# stuck between three



## Scott1 (Apr 7, 2008)

basicly is comes down to the company

Seagate Barracuda 7200.10 ST3500630AS 500GB 7200 RPM SATA 3.0Gb/s Hard Drive - OEM
($100)

Western Digital Caviar SE16 WD5000AAKS 500GB 7200 RPM SATA 3.0Gb/s Hard Drive - OEM
($95)

SAMSUNG SpinPoint T Series HD501LJ 500GB 7200 RPM SATA 3.0Gb/s Hard Drive - OEM
($100)


----------



## DOM (Apr 7, 2008)

Cache size on them ?


----------



## mullered07 (Apr 7, 2008)

id have to say the seagate, love there new drives with pr, cant speak for the others as i wouldnt buy a samsung drive and havent bought a wd for a few years (the 36gb raptor) in my specs but i know the seagates are damn good nowadays


----------



## alexp999 (Apr 7, 2008)

Seagate FTW!!! . Never liked the samsung brand for quality, and Western Digital are known for a slightly lower reliability. And my Seagate is the quietets HDD I have ever had. Cant hear them over my 20dB fans. I can hear my WD tho.


----------



## GJSNeptune (Apr 7, 2008)

I'm a Western Digital guy.

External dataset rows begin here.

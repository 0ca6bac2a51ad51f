//! Code signing and post-signing verification.

use crate::bundler::{
    Arch, Error, Result, Settings, SigningIdentity,
    error::{Stage, StageExt},
    utils::process,
};
use std::path::PathBuf;
use tokio::process::Command;

/// Deep, hardened-runtime signature over the bundle for `arch`.
///
/// Covers every nested executable and framework. Fails if the bundle has not
/// been built.
pub async fn sign_bundle(settings: &Settings, identity: &SigningIdentity, arch: Arch) -> Result<()> {
    sign_inner(settings, identity, arch)
        .await
        .in_stage(Stage::Signing, arch)
}

async fn sign_inner(settings: &Settings, identity: &SigningIdentity, arch: Arch) -> Result<()> {
    let bundle = require_bundle(settings, arch)?;

    log::info!("Signing {} with '{}'", bundle.display(), identity.as_str());

    let mut command = Command::new(&settings.tools().codesign);
    command.args([
        "--force",
        "--deep",
        "--options",
        "runtime",
        "--timestamp",
        "--sign",
        identity.as_str(),
    ]);
    if let Some(entitlements) = &settings.signing().entitlements {
        command.arg("--entitlements").arg(settings.resolve(entitlements));
    }
    command.arg(&bundle);

    let output = process::run_captured(&mut command).await?;
    let detail = process::combined_output(&output);
    if !detail.is_empty() {
        log::debug!("{detail}");
    }

    log::info!("✓ Signed {}", arch);
    Ok(())
}

fn require_bundle(settings: &Settings, arch: Arch) -> Result<PathBuf> {
    let bundle = settings.bundle_path(arch);
    if bundle.is_dir() {
        Ok(bundle)
    } else {
        Err(Error::Precondition(format!(
            "no bundle at {}; run build-{arch} or build-all first",
            bundle.display()
        )))
    }
}

/// One advisory check's result.
#[derive(Clone, Debug)]
pub struct CheckOutcome {
    pub passed: bool,
    pub output: String,
}

/// Signature and execution-policy results for one bundle.
#[derive(Clone, Debug)]
pub struct SignatureCheck {
    pub arch: Arch,
    /// `None` when there was no bundle to check.
    pub codesign: Option<CheckOutcome>,
    pub gatekeeper: Option<CheckOutcome>,
}

impl SignatureCheck {
    /// Both checks ran and passed.
    pub fn passed(&self) -> bool {
        matches!(
            (&self.codesign, &self.gatekeeper),
            (Some(c), Some(g)) if c.passed && g.passed
        )
    }

    pub fn bundle_missing(&self) -> bool {
        self.codesign.is_none()
    }
}

async fn advisory(command: &mut Command) -> CheckOutcome {
    match process::run_captured(command).await {
        Ok(output) => CheckOutcome {
            passed: true,
            output: process::combined_output(&output),
        },
        Err(Error::ToolFailed { diagnostics, .. }) => CheckOutcome {
            passed: false,
            output: diagnostics,
        },
        Err(e) => CheckOutcome {
            passed: false,
            output: e.to_string(),
        },
    }
}

/// Re-verify the signature and assess Gatekeeper policy for `arch`.
///
/// Diagnostic only: results are logged verbosely and returned, never raised.
pub async fn check_signature(settings: &Settings, arch: Arch) -> SignatureCheck {
    let bundle = settings.bundle_path(arch);
    if !bundle.is_dir() {
        log::warn!("{}: no bundle at {}, nothing to verify", arch, bundle.display());
        return SignatureCheck {
            arch,
            codesign: None,
            gatekeeper: None,
        };
    }

    let codesign = advisory(
        Command::new(&settings.tools().codesign)
            .args(["--verify", "--deep", "--strict", "--verbose=2"])
            .arg(&bundle),
    )
    .await;
    log_outcome(arch, "codesign --verify", &codesign);

    let gatekeeper = advisory(
        Command::new(&settings.tools().spctl)
            .args(["--assess", "--type", "execute", "--verbose"])
            .arg(&bundle),
    )
    .await;
    log_outcome(arch, "spctl --assess", &gatekeeper);

    SignatureCheck {
        arch,
        codesign: Some(codesign),
        gatekeeper: Some(gatekeeper),
    }
}

fn log_outcome(arch: Arch, what: &str, outcome: &CheckOutcome) {
    if outcome.passed {
        log::info!("✓ {arch}: {what} passed");
    } else {
        log::warn!("{arch}: {what} did not pass");
    }
    for line in outcome.output.lines() {
        log::info!("  {line}");
    }
}
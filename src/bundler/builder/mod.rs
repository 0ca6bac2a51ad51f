//! Pipeline orchestration.
//!
//! A [`Target`] names what the user asked for. It expands into a graph of
//! [`Step`]s, and a [`Pipeline`] executes that graph against one workspace.
//!
//! # Example
//!
//! ```no_run
//! use psydekick_bundler_release::bundler::{
//!     Pipeline, ReleaseConfig, Target,
//! };
//! use psydekick_bundler_release::metadata::load_manifest;
//! use std::path::Path;
//!
//! # async fn example() -> psydekick_bundler_release::bundler::Result<()> {
//! let settings = load_manifest(Path::new("release.toml"), None)?;
//! let config = ReleaseConfig::from_env();
//!
//! let report = Pipeline::new(&settings, &config)
//!     .run(Target::BuildAll)
//!     .await?;
//! if let Some(inspection) = &report.inspection {
//!     println!("{inspection}");
//! }
//! # Ok(())
//! # }
//! ```
//!
//! # Module Organization
//!
//! - [`target`] - User-facing targets
//! - [`graph`] - Steps and their dependency graph
//! - [`orchestrator`] - Step execution and reporting
//! - [`manifest`] - Release manifest
//! - `checksum` - SHA-256 for files and bundle trees
//! - [`tool_detection`] - External tool availability

pub(crate) mod checksum;
pub mod graph;
pub mod manifest;
pub mod orchestrator;
pub mod target;
pub mod tool_detection;

pub use graph::{Dependency, PipelineGraph, Step};
pub use manifest::{ReleaseArtifact, ReleaseManifest};
pub use orchestrator::{Pipeline, PipelineReport, StepOutcome};
pub use target::Target;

I tried a Seagate 7200.10 320GB drive for my parents' build a couple months ago and it was as loud as a bandsaw. Well, not exactly, but it was way too loud. I then went with a trust WD16000YS and it's much quieter.

This thread is only as helpful as which company gets the most votes. They're all good drives, really. I only use WD. Someone else will say they only go with Seagate. Someone else will say Samsung's drives are quiet but aren't as fast, etc.

The OP listed the Seagate 7200.10 drive, not the .11.


----------



## asb2106 (Apr 7, 2008)

Scott1 said:


> basicly is comes down to the company
> 
> Seagate Barracuda 7200.10 ST3500630AS 500GB 7200 RPM SATA 3.0Gb/s Hard Drive - OEM
> ($100)
> ...



GO WITH THE AAKS WD HD.

I have used many of them over the last 2 years for people and myself, never had a failure!

The drives are quiet and fast!

For my personal computer I only use WD


----------



## Scott1 (Apr 7, 2008)

DOM_ATI_X800XL_PCI-E said:


> Cache size on them ?



all 16MB

they are all basicly exactly the same, just wondering on quality of the company.


im happy with seagate, i have a seagate external that i have dropped on concrete MANY times and it still runs perfect.


westerndigtal, i have had 4 WD200 20GB IDE drives fail in the past 5-6 years, so im displeased with them.


samsung ive heard good and bad.


----------



## GJSNeptune (Apr 7, 2008)

The AAKS drives are wonderful. I have a 250GB AAKS. If you can go a little higher, I've read the 640GB AAKS drive is stellar.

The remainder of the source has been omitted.